Questa funzione è stata a lungo nella mia lista dei desideri, ma l’idea di imporla non mi è mai passata per la mente. Se vuoi assistere a una discussione accesa, metti una manciata di web designer in una stanza e invitali a discutere la miriade di modi di gestire la spaziatura verticale tra gli elementi. Sono nel campo di margine superiore.

Fortunatamente, gli autori del tema saranno in grado di abilitare o disabilitare la funzione block gap. Ma questa è solo una battaglia.

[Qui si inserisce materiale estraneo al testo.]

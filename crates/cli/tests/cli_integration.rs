//! End-to-end tests for the `courgette` binary.

use assert_cmd::Command;
use predicates::prelude::*;
use std::fs;

const CLEAN: &str = "\
Schedule: Rates
  When single: $100 per fortnight

Scenario: Age Pension
  When age >= 67
  Then age_pension_eligible = true
  And rate is determined by Rates
";

const BROKEN: &str = "\
Scenario: Age Pension
  When age >= 67
";

fn courgette() -> Command {
    Command::cargo_bin("courgette").expect("binary")
}

fn write_source(dir: &tempfile::TempDir, name: &str, text: &str) -> std::path::PathBuf {
    let path = dir.path().join(name);
    fs::write(&path, text).expect("write source");
    path
}

#[test]
fn compile_writes_python_to_stdout() {
    let dir = tempfile::tempdir().expect("tempdir");
    let source = write_source(&dir, "rules.courgette", CLEAN);
    courgette()
        .args(["compile"])
        .arg(&source)
        .assert()
        .success()
        .stdout(predicate::str::contains("class age_pension_eligible(Variable):"))
        .stdout(predicate::str::contains("rates_single = 100"));
}

#[test]
fn compile_out_writes_the_file() {
    let dir = tempfile::tempdir().expect("tempdir");
    let source = write_source(&dir, "rules.courgette", CLEAN);
    let out = dir.path().join("generated.py");
    courgette()
        .args(["compile"])
        .arg(&source)
        .arg("--out")
        .arg(&out)
        .assert()
        .success()
        .stdout(predicate::str::contains("wrote"));
    let code = fs::read_to_string(&out).expect("generated file");
    assert!(code.contains("class age_pension_payment(Variable):"));
}

#[test]
fn compile_income_variable_flag_changes_the_reference() {
    let dir = tempfile::tempdir().expect("tempdir");
    let source = write_source(
        &dir,
        "rules.courgette",
        "Scenario: S\n  When age >= 22\n  Then s_eligible = true\n  And payment is $1000\n  And payment reduces by 50 cents per dollar over $200\n",
    );
    courgette()
        .args(["compile"])
        .arg(&source)
        .args(["--income-variable", "assessable_income"])
        .assert()
        .success()
        .stdout(predicate::str::contains(
            "amount = max(0, amount - (assessable_income - 200) * 0.5)",
        ));
}

#[test]
fn compile_json_output_wraps_the_code() {
    let dir = tempfile::tempdir().expect("tempdir");
    let source = write_source(&dir, "rules.courgette", CLEAN);
    let assert = courgette()
        .args(["--output", "json", "compile"])
        .arg(&source)
        .assert()
        .success();
    let stdout = String::from_utf8(assert.get_output().stdout.clone()).expect("utf8");
    let value: serde_json::Value = serde_json::from_str(&stdout).expect("json");
    assert!(value["code"]
        .as_str()
        .expect("code field")
        .contains("class age_pension_eligible(Variable):"));
}

#[test]
fn compile_rejects_blockless_input() {
    let dir = tempfile::tempdir().expect("tempdir");
    let source = write_source(&dir, "prose.courgette", "no headers here\njust words\n");
    courgette()
        .args(["compile"])
        .arg(&source)
        .assert()
        .failure()
        .stderr(predicate::str::contains("no Courgette blocks found"));
}

#[test]
fn validate_clean_file_exits_zero() {
    let dir = tempfile::tempdir().expect("tempdir");
    let source = write_source(&dir, "rules.courgette", CLEAN);
    courgette()
        .args(["validate"])
        .arg(&source)
        .assert()
        .success()
        .stdout(predicate::str::contains("no findings"));
}

#[test]
fn validate_errors_exit_one_and_name_the_position() {
    let dir = tempfile::tempdir().expect("tempdir");
    let source = write_source(&dir, "rules.courgette", BROKEN);
    courgette()
        .args(["validate"])
        .arg(&source)
        .assert()
        .failure()
        .stdout(predicate::str::contains(
            "1:1: error: Scenario missing outcome statements (Then...)",
        ));
}

#[test]
fn validate_json_output_is_a_diagnostic_array() {
    let dir = tempfile::tempdir().expect("tempdir");
    let source = write_source(&dir, "rules.courgette", BROKEN);
    let assert = courgette()
        .args(["--output", "json", "validate"])
        .arg(&source)
        .assert()
        .failure();
    let stdout = String::from_utf8(assert.get_output().stdout.clone()).expect("utf8");
    let value: serde_json::Value = serde_json::from_str(&stdout).expect("json");
    let first = &value.as_array().expect("array")[0];
    assert_eq!(first["severity"], "error");
    assert_eq!(first["line"], 1);
    assert!(first["startOffset"].is_u64());
}

#[test]
fn quiet_suppresses_the_summary_line() {
    let dir = tempfile::tempdir().expect("tempdir");
    let source = write_source(&dir, "rules.courgette", CLEAN);
    courgette()
        .args(["--quiet", "validate"])
        .arg(&source)
        .assert()
        .success()
        .stdout(predicate::str::is_empty());
}

#[test]
fn missing_file_is_a_failure() {
    courgette()
        .args(["compile", "does-not-exist.courgette"])
        .assert()
        .failure()
        .stderr(predicate::str::contains("error reading file"));
}
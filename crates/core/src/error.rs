/// Terminal compilation failure.
///
/// Compilation is best-effort: structural and semantic problems surface
/// as diagnostics, not errors. The one exception is input that cannot be
/// segmented into blocks at all.
#[derive(Debug, Clone, PartialEq, Eq, thiserror::Error)]
pub enum CompileError {
    /// The source has non-blank, non-comment content but not a single
    /// recognizable `Scenario:`, `Definition:`, or `Schedule:` header.
    #[error("no Courgette blocks found: expected at least one 'Scenario:', 'Definition:', or 'Schedule:' header")]
    NoBlocks,
}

Avevo programmato di rispondere in-ticket, ma non volevo andare troppo fuori tema. Volevo anche dare qualche considerazione a l’altra parte. Tuttavia, potrei pensare a pochi casi in cui WordPress dovrebbe essere sempre il fattore decisivo per il design del front-end.

Da quella posizione, immagino poco più che autori di temi che creano soluzioni alternative per quello che vedranno come un sistema guasto. Non c’è niente di sbagliato nel definire le impostazioni predefinite di WordPress. Tuttavia, dovrebbe sempre essere dalla mentalità che gli sviluppatori vorranno avventurarsi. Il modo migliore per renderli felici è non mettersi in mezzo. Costruisci un sistema che loro volere da usare, non che loro dovere utilizzo. E, per chi decide di percorrere una strada diversa, rendilo facile. Anche se pensiamo che quei designer ribelli stiano creando un’esperienza utente rotta, va bene. È il loro progetto da creare o distruggere.

Ciò che rende WordPress così unico è che la piattaforma ha sempre soddisfatto coloro che vogliono estenderla in quasi tutti i modi immaginabili. Se inizia a creare ostacoli che non devono necessariamente esserci, abbiamo fatto un pessimo lavoro come amministratori del software.